Because breaking up is really really hard to do, you guys.
Ajahn Brahm is pretty much my favourite person on Youtube. His videos are inspiring and accessible, and if you haven’t seen any of his videos yet I highly recommend them. I was recently watching his video about letting go. We all have our challenges, and being able to move on and let go of grudges and pain is important to living a happy and successful life. The one challenge I think everyone can attest to experiencing is letting go of love.
Getting over a breakup is hard. But with a little help from Ajahn Brahm and yours truly, I hope I can make the journey a little more bearable.

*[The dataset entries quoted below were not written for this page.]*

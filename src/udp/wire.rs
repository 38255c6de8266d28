//! Binary record format for the datagram transport.
//!
//! One record per datagram: a 1-byte type tag, a 16-bit little-endian
//! message identifier (except Confirm, which carries only the identifier it
//! acknowledges), then the kind's fields in fixed order. Strings are
//! null-terminated ASCII, booleans a single byte.
//!
//! ```text
//! [tag][id u16] <fields...>                       Auth/Join/Msg/Err/Bye
//! [tag=0x00][ref_id u16]                          Confirm
//! [tag=0x01][id u16][status u8][ref_id u16][content\0]   Reply
//! ```

use bytes::{BufMut, BytesMut};

use crate::types::{ChatError, Message, ReplyStatus};

pub const TAG_CONFIRM: u8 = 0x00;
pub const TAG_REPLY: u8 = 0x01;
pub const TAG_AUTH: u8 = 0x02;
pub const TAG_JOIN: u8 = 0x03;
pub const TAG_MSG: u8 = 0x04;
pub const TAG_ERR: u8 = 0xFE;
pub const TAG_BYE: u8 = 0xFF;

/// A decoded inbound datagram.
#[derive(Debug, Clone, PartialEq, Eq)]
pub enum Record {
    Confirm { ref_id: u16 },
    Message { id: u16, message: Message },
}

/// Encodes an identified message into one datagram.
pub fn encode(message: &Message, id: u16) -> Vec<u8> {
    let mut buf = BytesMut::with_capacity(64);
    match message {
        Message::Auth {
            username,
            display_name,
            secret,
        } => {
            buf.put_u8(TAG_AUTH);
            buf.put_u16_le(id);
            put_str(&mut buf, username);
            put_str(&mut buf, display_name);
            put_str(&mut buf, secret);
        }
        Message::Join {
            channel_id,
            display_name,
        } => {
            buf.put_u8(TAG_JOIN);
            buf.put_u16_le(id);
            put_str(&mut buf, channel_id);
            put_str(&mut buf, display_name);
        }
        Message::Msg {
            display_name,
            content,
        } => {
            buf.put_u8(TAG_MSG);
            buf.put_u16_le(id);
            put_str(&mut buf, display_name);
            put_str(&mut buf, content);
        }
        Message::Err {
            display_name,
            content,
        } => {
            buf.put_u8(TAG_ERR);
            buf.put_u16_le(id);
            put_str(&mut buf, display_name);
            put_str(&mut buf, content);
        }
        Message::Reply { status, content } => {
            // The client never originates replies; the ref field is only
            // meaningful server-side.
            buf.put_u8(TAG_REPLY);
            buf.put_u16_le(id);
            buf.put_u8(match status {
                ReplyStatus::Ok => 1,
                ReplyStatus::Nok => 0,
            });
            buf.put_u16_le(0);
            put_str(&mut buf, content);
        }
        Message::Bye => {
            buf.put_u8(TAG_BYE);
            buf.put_u16_le(id);
        }
    }
    buf.to_vec()
}

/// Encodes an acknowledgment for the given inbound identifier.
pub fn encode_confirm(ref_id: u16) -> Vec<u8> {
    let mut buf = BytesMut::with_capacity(3);
    buf.put_u8(TAG_CONFIRM);
    buf.put_u16_le(ref_id);
    buf.to_vec()
}

/// Decodes one datagram. Truncated records, unknown tags and trailing bytes
/// are all malformed.
pub fn decode(data: &[u8]) -> Result<Record, ChatError> {
    let mut data = data;
    let tag = take_u8(&mut data)?;

    if tag == TAG_CONFIRM {
        let ref_id = take_u16_le(&mut data)?;
        ensure_consumed(data)?;
        return Ok(Record::Confirm { ref_id });
    }

    let id = take_u16_le(&mut data)?;
    let message = match tag {
        TAG_AUTH => Message::Auth {
            username: take_str(&mut data)?,
            display_name: take_str(&mut data)?,
            secret: take_str(&mut data)?,
        },
        TAG_JOIN => Message::Join {
            channel_id: take_str(&mut data)?,
            display_name: take_str(&mut data)?,
        },
        TAG_MSG => Message::Msg {
            display_name: take_str(&mut data)?,
            content: take_str(&mut data)?,
        },
        TAG_ERR => Message::Err {
            display_name: take_str(&mut data)?,
            content: take_str(&mut data)?,
        },
        TAG_REPLY => {
            let status = match take_u8(&mut data)? {
                0 => ReplyStatus::Nok,
                1 => ReplyStatus::Ok,
                other => {
                    return Err(ChatError::InvalidMessageReceived(format!(
                        "unknown reply status byte 0x{other:02x}"
                    )))
                }
            };
            let _ref_id = take_u16_le(&mut data)?;
            Message::Reply {
                status,
                content: take_str(&mut data)?,
            }
        }
        TAG_BYE => Message::Bye,
        other => {
            return Err(ChatError::InvalidMessageReceived(format!(
                "unknown type tag 0x{other:02x}"
            )))
        }
    };
    ensure_consumed(data)?;

    Ok(Record::Message { id, message })
}

fn put_str(buf: &mut BytesMut, value: &str) {
    buf.put_slice(value.as_bytes());
    buf.put_u8(0);
}

fn take_u8(data: &mut &[u8]) -> Result<u8, ChatError> {
    let (&first, rest) = data
        .split_first()
        .ok_or_else(|| ChatError::InvalidMessageReceived("truncated record".into()))?;
    *data = rest;
    Ok(first)
}

fn take_u16_le(data: &mut &[u8]) -> Result<u16, ChatError> {
    if data.len() < 2 {
        return Err(ChatError::InvalidMessageReceived("truncated record".into()));
    }
    let value = u16::from_le_bytes([data[0], data[1]]);
    *data = &data[2..];
    Ok(value)
}

fn take_str(data: &mut &[u8]) -> Result<String, ChatError> {
    let end = data
        .iter()
        .position(|&b| b == 0)
        .ok_or_else(|| ChatError::InvalidMessageReceived("unterminated string".into()))?;
    let value = std::str::from_utf8(&data[..end])
        .map_err(|_| ChatError::InvalidMessageReceived("string is not valid ASCII".into()))?
        .to_string();
    *data = &data[end + 1..];
    Ok(value)
}

fn ensure_consumed(data: &[u8]) -> Result<(), ChatError> {
    if data.is_empty() {
        Ok(())
    } else {
        Err(ChatError::InvalidMessageReceived(
            "trailing bytes after record".into(),
        ))
    }
}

Ajahn Brahm’s 4 principles of letting go:
1. Throw things away
Quite literally, make the conscious decision to let go of your relationship. We all have our burdens to bear, but a failed relationship is not one you need to carry with you through life. Imagine yourself filling a balloon with all the hurt, pain, joy and love you felt in your relationship. Feel the good and bad memories of your love leaving your body and inflating your balloon. Then imagine you letting go of the balloon and watching it float up into the most beautiful sky you have ever seen, getting smaller and smaller until it vanishes into nothingness.
If you ever find yourself dwelling on the past – whether it be good or bad memories – inflate a new balloon.
2. Be Content
Understand and believe that where you are at this moment in time is exactly where you are meant to be. When you find yourself fixating on the could have, should have, and would have’s of your relationship, stop your thoughts and repeat, “I want to be here, wherever here happens to be”.

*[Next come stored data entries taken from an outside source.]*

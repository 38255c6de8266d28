//! Datagram transport: a reliability sublayer over UDP.
//!
//! Adds what the lossy, unordered, duplicate-prone channel lacks: per-message
//! identifiers, explicit Confirm acknowledgment, bounded retransmission on a
//! timeout, inbound deduplication and one-time peer endpoint migration.
//! Because the engine keeps at most one message pending at a time, the
//! sublayer never reorders; it only retries and deduplicates.

pub mod wire;

use std::collections::HashSet;
use std::net::SocketAddr;

use tokio::net::{lookup_host, UdpSocket};
use tokio::sync::mpsc;
use tokio::time::{sleep_until, Instant};
use tokio_util::sync::CancellationToken;
use tracing::{debug, info, warn};

use crate::transport::TransportEvent;
use crate::types::{validate, ChatError, ClientConfig, Message, SessionState, StateCell};

const RECV_BUFFER: usize = 4096;

/// The single currently-unacknowledged outbound message.
struct Pending {
    id: u16,
    /// Encoded datagram, kept so every retransmission is byte-identical.
    datagram: Vec<u8>,
    retries: u8,
}

/// Driver task: owns the socket, the pending record, the retransmission
/// deadline, the processed-identifier set and the current peer endpoint.
pub(crate) async fn run(
    config: ClientConfig,
    state: StateCell,
    mut outbound: mpsc::Receiver<Message>,
    events: mpsc::Sender<TransportEvent>,
    cancel: CancellationToken,
) -> Result<(), ChatError> {
    let mut peer = resolve(&config).await?;
    let socket = UdpSocket::bind("0.0.0.0:0").await?;
    info!(%peer, local = %socket.local_addr()?, "datagram transport ready");
    let _ = events.send(TransportEvent::Connected).await;

    let mut next_id: u16 = 0;
    let mut pending: Option<Pending> = None;
    let mut deadline = Instant::now();
    let mut processed: HashSet<u16> = HashSet::new();
    let mut buf = vec![0u8; RECV_BUFFER];

    loop {
        tokio::select! {
            _ = cancel.cancelled() => return Ok(()),

            // The engine serializes sends on the delivery signal, so a new
            // request only arrives once the previous one is resolved; the
            // guard makes the invariant local as well.
            Some(message) = outbound.recv(), if pending.is_none() => {
                let id = next_id;
                next_id = next_id.wrapping_add(1);
                let datagram = wire::encode(&message, id);
                debug!(kind = message.kind(), id, "sending datagram");
                socket
                    .send_to(&datagram, peer)
                    .await
                    .map_err(|e| send_failed(peer, e))?;
                pending = Some(Pending { id, datagram, retries: 0 });
                deadline = Instant::now() + config.udp_timeout;
            }

            _ = sleep_until(deadline), if pending.is_some() => {
                let record = pending.as_mut().expect("pending checked by guard");
                if record.retries < config.udp_retries {
                    record.retries += 1;
                    warn!(id = record.id, retry = record.retries, "no confirm, retransmitting");
                    socket
                        .send_to(&record.datagram, peer)
                        .await
                        .map_err(|e| send_failed(peer, e))?;
                    deadline = Instant::now() + config.udp_timeout;
                } else {
                    return Err(ChatError::ServerUnreachable(format!(
                        "message {} not confirmed after {} retransmissions",
                        record.id, record.retries,
                    )));
                }
            }

            received = socket.recv_from(&mut buf) => {
                let (len, from) = received?;
                match wire::decode(&buf[..len]) {
                    Ok(wire::Record::Confirm { ref_id }) => {
                        if pending.as_ref().map(|p| p.id) == Some(ref_id) {
                            debug!(id = ref_id, "confirmed");
                            pending = None;
                            let _ = events.send(TransportEvent::Delivered).await;
                        } else {
                            // The peer may still be re-acknowledging an
                            // already-cleared message.
                            debug!(id = ref_id, "stray confirm ignored");
                        }
                    }
                    Ok(wire::Record::Message { id, message }) => {
                        // Always re-acknowledge; our earlier Confirm may
                        // have been lost.
                        socket
                            .send_to(&wire::encode_confirm(id), from)
                            .await
                            .map_err(|e| send_failed(from, e))?;
                        if !processed.insert(id) {
                            debug!(id, "duplicate datagram suppressed");
                            continue;
                        }

                        if let Err(e) = validate(&message) {
                            let _ = events.send(TransportEvent::Fault(
                                ChatError::InvalidMessageReceived(e.to_string()),
                            )).await;
                            continue;
                        }

                        // The first Reply of the Auth phase carries the
                        // server-chosen ephemeral endpoint; all further
                        // traffic goes there. Protocol assumption: the first
                        // responder's source address is trusted.
                        if matches!(message, Message::Reply { .. })
                            && state.get() == SessionState::Auth
                            && from != peer
                        {
                            info!(old = %peer, new = %from, "migrating to server endpoint");
                            peer = from;
                        }

                        debug!(kind = message.kind(), id, "received datagram");
                        let _ = events.send(TransportEvent::Received(message)).await;
                    }
                    Err(e) => {
                        warn!(%from, error = %e, "malformed datagram");
                        let _ = events.send(TransportEvent::Fault(e)).await;
                    }
                }
            }
        }
    }
}

/// A datagram the OS refuses to send means the peer cannot be reached.
fn send_failed(peer: SocketAddr, error: std::io::Error) -> ChatError {
    ChatError::ServerUnreachable(format!("send to {peer}: {error}"))
}

async fn resolve(config: &ClientConfig) -> Result<SocketAddr, ChatError> {
    let mut addrs = lookup_host((config.host.as_str(), config.port))
        .await
        .map_err(|e| ChatError::ServerUnreachable(format!("{}: {e}", config.host)))?;
    addrs.find(SocketAddr::is_ipv4).ok_or_else(|| {
        ChatError::ServerUnreachable(format!("{}: no IPv4 address", config.host))
    })
}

Remember that you broke up for a reason. Maybe you weren’t ready for a relationship. Maybe you wanted different things or shared different values. Whatever the reason, there is a reason. Take this time to grow as a person, and work on aligning who you want to be and who you are. Because when you like who you are, everything else has a funny way of falling into place.
3. Give without expecting anything in return
Demonstrate kindness and love towards your former partner without expecting anything in return and with having absolutely no expectations or demands from them. Think for moment what this means. If you’re tempted to call/text/tweet or even like their status, stop and think why you are doing this. More often than not, it is to benefit yourself. The best way to love them right now is to give them the space and time they need to heal.
Be generous with your time and love towards your family and friends. Work on building a better relationship with yourself, and be grateful for the gifts of life.
4. Have a Teflon mind
Like the non-stick frying pan, don’t allow criticism or compliments to stick in your mind, giving you an inflated or negative sense of self-worth. Be present in the moment and try not to think too much! Easier said than done, I know. I recommend visiting Headspace or the Vajrapani Kadampa Buddhist Centre in Johannesburg if you find yourself overwhelmed by your thoughts.
And my own tip: Love unconditionally.
This is not to say that you should love someone so obsessively that your own cup runs dry. But rather, love your own imperfect being so much that your cup spills over with joy and happiness, and then share that love with others around you. I cannot stress how important it is to love yourself. Take this time to look after your body and soul. This can mean going to the gym regularly, starting a new hobby or taking an active approach towards working on your self-esteem or commitment issues.